The default DenseInstances type may not meet your application's needs. Fortunately, the DenseInstances type implements a FixedDataGrid, meaning it's easy to adapt for your own needs.

Interfaces

Here's the DataGrid for in golearn 0.1:

type DataGrid interface {
    // Retrieves a given Attribute's specification
    GetAttribute(Attribute) (AttributeSpec, error)
    // Retrieves details of every Attribute
    AllAttributes() []Attribute
    // Marks an Attribute as a class Attribute
    AddClassAttribute(Attribute) error
    // Unmarks an Attribute as a class Attribute
    RemoveClassAttribute(Attribute) error
    // Returns details of all class Attributes
    AllClassAttributes() []Attribute
    // Gets the bytes at a given position or nil
    Get(AttributeSpec, int) []byte
    // Convenience function for iteration.
    MapOverRows([]AttributeSpec, func([][]byte, int) (bool, error)) error
}

FixedDataGrid adds a few extra methods.

type FixedDataGrid interface {
    DataGrid
    // Returns a string representation of a given row
    RowString(int) string
    // Returns the number of Attributes and rows currently allocated
    Size() (int, int)
}

Refer to the automatically up-to-date documentation for more recent versions of GoLearn.

Functional description

GetAttribute

Attribute implementations in GoLearn describe features of the machine learning problem. As of GoLearn 0.1, the implementations that exist as part of base are CategoricalAttribute and FloatAttributes (both 64-bits), as well as BinaryAttribute. AttributeSpec structures link an Attribute to a implementation-specific idea of where the data underlying a given Attribute is located in memory. An example of their use in DenseInstances is to store the column offset. DataGrid implementations outside of base won't be able to add additional fields to an AttributeSpec but they can:

  • Maintain local map[AttributeSpec]int structures to offer fast resolution.
  • Extend AttributeSpec to add additional fields (untested).

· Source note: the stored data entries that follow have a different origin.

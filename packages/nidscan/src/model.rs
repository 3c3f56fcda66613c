//! Records passed between the scanner, the onboarding session and the audit log.
use chrono::{DateTime, Utc};
use serde::{Deserialize, Serialize};
use uuid::Uuid;

/// Value written to `extracted_name` when no name label was recognised.
pub const NAME_NOT_FOUND: &str = "NAME NOT FOUND";

/// Value written to `extracted_id` when no ID number was recognised.
pub const ID_NOT_FOUND: &str = "ID NOT FOUND";

/// Address is never parsed from the card; every result carries this marker.
pub const ADDRESS_PLACEHOLDER: &str = "Extracted locally";

/// Confidence above which a scan counts as verified. Strictly greater than.
pub const VERIFICATION_THRESHOLD: f64 = 0.6;

/// Fields pulled out of one recognised ID card image.
#[derive(Debug, Clone, PartialEq, Serialize, Deserialize)]
#[serde(rename_all = "camelCase")]
pub struct ExtractionResult {
    pub extracted_name: String,
    pub extracted_id: String,
    pub extracted_address: String,
    pub match_confidence: f64,
    pub is_authentic: bool,
}

impl ExtractionResult {
    pub fn has_name(&self) -> bool {
        !is_not_found(&self.extracted_name, NAME_NOT_FOUND)
    }

    pub fn has_id(&self) -> bool {
        !is_not_found(&self.extracted_id, ID_NOT_FOUND)
    }

    pub fn outcome(&self) -> VerificationOutcome {
        VerificationOutcome::classify(self.match_confidence)
    }
}

fn is_not_found(value: &str, sentinel: &str) -> bool {
    value.is_empty() || value == sentinel
}

#[derive(Debug, Clone, Copy, PartialEq, Eq, Serialize, Deserialize)]
#[serde(rename_all = "SCREAMING_SNAKE_CASE")]
pub enum VerificationOutcome {
    Verified,
    Rejected,
}

impl VerificationOutcome {
    pub fn classify(confidence: f64) -> Self {
        if confidence > VERIFICATION_THRESHOLD {
            VerificationOutcome::Verified
        } else {
            VerificationOutcome::Rejected
        }
    }
}

#[derive(Debug, Clone, Copy, PartialEq, Eq, Default, Serialize, Deserialize)]
#[serde(rename_all = "SCREAMING_SNAKE_CASE")]
pub enum NidStatus {
    #[default]
    NotStarted,
    Scanning,
    Verified,
    Rejected,
}

impl NidStatus {
    /// Whether the scan lifecycle allows moving from `self` to `next`.
    pub fn can_transition_to(self, next: NidStatus) -> bool {
        match next {
            NidStatus::Scanning => true,
            NidStatus::Verified | NidStatus::Rejected => self == NidStatus::Scanning,
            NidStatus::NotStarted => false,
        }
    }

    pub fn as_str(self) -> &'static str {
        match self {
            NidStatus::NotStarted => "NOT_STARTED",
            NidStatus::Scanning => "SCANNING",
            NidStatus::Verified => "VERIFIED",
            NidStatus::Rejected => "REJECTED",
        }
    }
}

impl From<VerificationOutcome> for NidStatus {
    fn from(outcome: VerificationOutcome) -> Self {
        match outcome {
            VerificationOutcome::Verified => NidStatus::Verified,
            VerificationOutcome::Rejected => NidStatus::Rejected,
        }
    }
}

impl std::fmt::Display for NidStatus {
    fn fmt(&self, f: &mut std::fmt::Formatter<'_>) -> std::fmt::Result {
        f.write_str(self.as_str())
    }
}

/// In-progress onboarding form for one ambassador.
#[derive(Debug, Clone, PartialEq, Default, Serialize, Deserialize)]
#[serde(rename_all = "camelCase")]
pub struct OnboardingDraft {
    pub full_name: String,
    pub nid_number: String,
    pub address: String,
    pub phone: String,
    pub email: String,
    pub nid_status: NidStatus,
    #[serde(default, skip_serializing_if = "Option::is_none")]
    pub nid_data: Option<ExtractionResult>,
}

#[derive(Debug, Clone, Copy, PartialEq, Eq, Serialize, Deserialize)]
pub enum OnboardingStatus {
    Pending,
    #[serde(rename = "In Review")]
    InReview,
    Signed,
    Completed,
}

/// A finished onboarding, as written to the audit log.
#[derive(Debug, Clone, PartialEq, Serialize, Deserialize)]
#[serde(rename_all = "camelCase")]
pub struct OnboardingRecord {
    pub id: Uuid,
    pub full_name: String,
    pub email: String,
    pub phone: String,
    pub address: String,
    pub nid_number: String,
    pub onboarding_status: OnboardingStatus,
    pub nid_status: NidStatus,
    #[serde(default, skip_serializing_if = "Option::is_none")]
    pub nid_data: Option<ExtractionResult>,
    pub signed_at: DateTime<Utc>,
    pub signature_fingerprint: String,
}

#[cfg(test)]
mod tests {
    use super::*;

    #[test]
    fn test_threshold_is_strict() {
        assert_eq!(VerificationOutcome::classify(0.6), VerificationOutcome::Rejected);
        assert_eq!(VerificationOutcome::classify(0.6000001), VerificationOutcome::Verified);
        assert_eq!(VerificationOutcome::classify(0.85), VerificationOutcome::Verified);
        assert_eq!(VerificationOutcome::classify(0.4), VerificationOutcome::Rejected);
    }

    #[test]
    fn test_status_transitions() {
        use NidStatus::*;
        assert!(NotStarted.can_transition_to(Scanning));
        assert!(Scanning.can_transition_to(Verified));
        assert!(Scanning.can_transition_to(Rejected));
        assert!(Verified.can_transition_to(Scanning));
        assert!(Rejected.can_transition_to(Scanning));
        assert!(!NotStarted.can_transition_to(Verified));
        assert!(!Verified.can_transition_to(Rejected));
        assert!(!Scanning.can_transition_to(NotStarted));
    }

    #[test]
    fn test_serialized_field_names() {
        let result = ExtractionResult {
            extracted_name: "JOHN SMITH".into(),
            extracted_id: "1234567890".into(),
            extracted_address: ADDRESS_PLACEHOLDER.into(),
            match_confidence: 0.85,
            is_authentic: true,
        };
        let json = serde_json::to_value(&result).unwrap();
        assert_eq!(json["extractedName"], "JOHN SMITH");
        assert_eq!(json["matchConfidence"], 0.85);
        assert_eq!(json["isAuthentic"], true);

        let draft = OnboardingDraft {
            nid_status: NidStatus::NotStarted,
            ..Default::default()
        };
        let json = serde_json::to_value(&draft).unwrap();
        assert_eq!(json["nidStatus"], "NOT_STARTED");
        assert!(json.get("nidData").is_none());
    }

    #[test]
    fn test_sentinels_and_empty_count_as_missing() {
        let mut result = ExtractionResult {
            extracted_name: NAME_NOT_FOUND.into(),
            extracted_id: String::new(),
            extracted_address: ADDRESS_PLACEHOLDER.into(),
            match_confidence: 0.4,
            is_authentic: false,
        };
        assert!(!result.has_name());
        assert!(!result.has_id());
        result.extracted_id = ID_NOT_FOUND.into();
        assert!(!result.has_id());
        result.extracted_id = "12345678901".into();
        assert!(result.has_id());
    }
}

When deciding which AttributeSpec to return, implementations should use strict equality (using Attribute.Equals, otherwise odd problems (like CategoricalAttributes having corrupted orderings) might cause odd behaviour.

AllAttributes

Simply returns a copy of all of the available Attributes. This is used for determining compatibility with other DataGrid implementations, and is usually a precursor to GetAttribute calls. It should occur in a fixed order.

AddClassAttribute

Each DataGrid implementation keeps track of which Attributes are designated class variables. Normally, this is done using a map[Attribute]bool structure.

RemoveClassAttribute

A call to this method means that the argument should no longer appear in calls to AllClassAttributes.

AllClassAttributes

This method returns every Attribute designated as a class Attribute via previous calls to AddClassAttribute.

Get

This method takes an AttributeSpec and a row number and returns a slice of bytes (which can be converted to another value using Attribute-specific methods). At least one byte should be returned.

MapOverRows

This allows algorithms to iterate over all the rows in the DataGrid in whichever order is convenient for the underlying implementation. The first argument is a slice of AttributeSpec structures describing which fields are needed. The second argument is a function pointer which takes two arguments. The first argument of the function pointer is a slice of byte slices containing all of the binary on a given row. The second argument is a row number. The return values are a boolean saying whether the inner algorithm has terminated, and an optional error if the inner algorithm terminated with an error.

RowString

FixedDataGrid adds a RowString method for easier inspection. The argument is the row number to be printed.

Size

Size returns the current dimensions of the FixedDataGrid. The first value returned is the number of Attributes, the second value is the number of rows.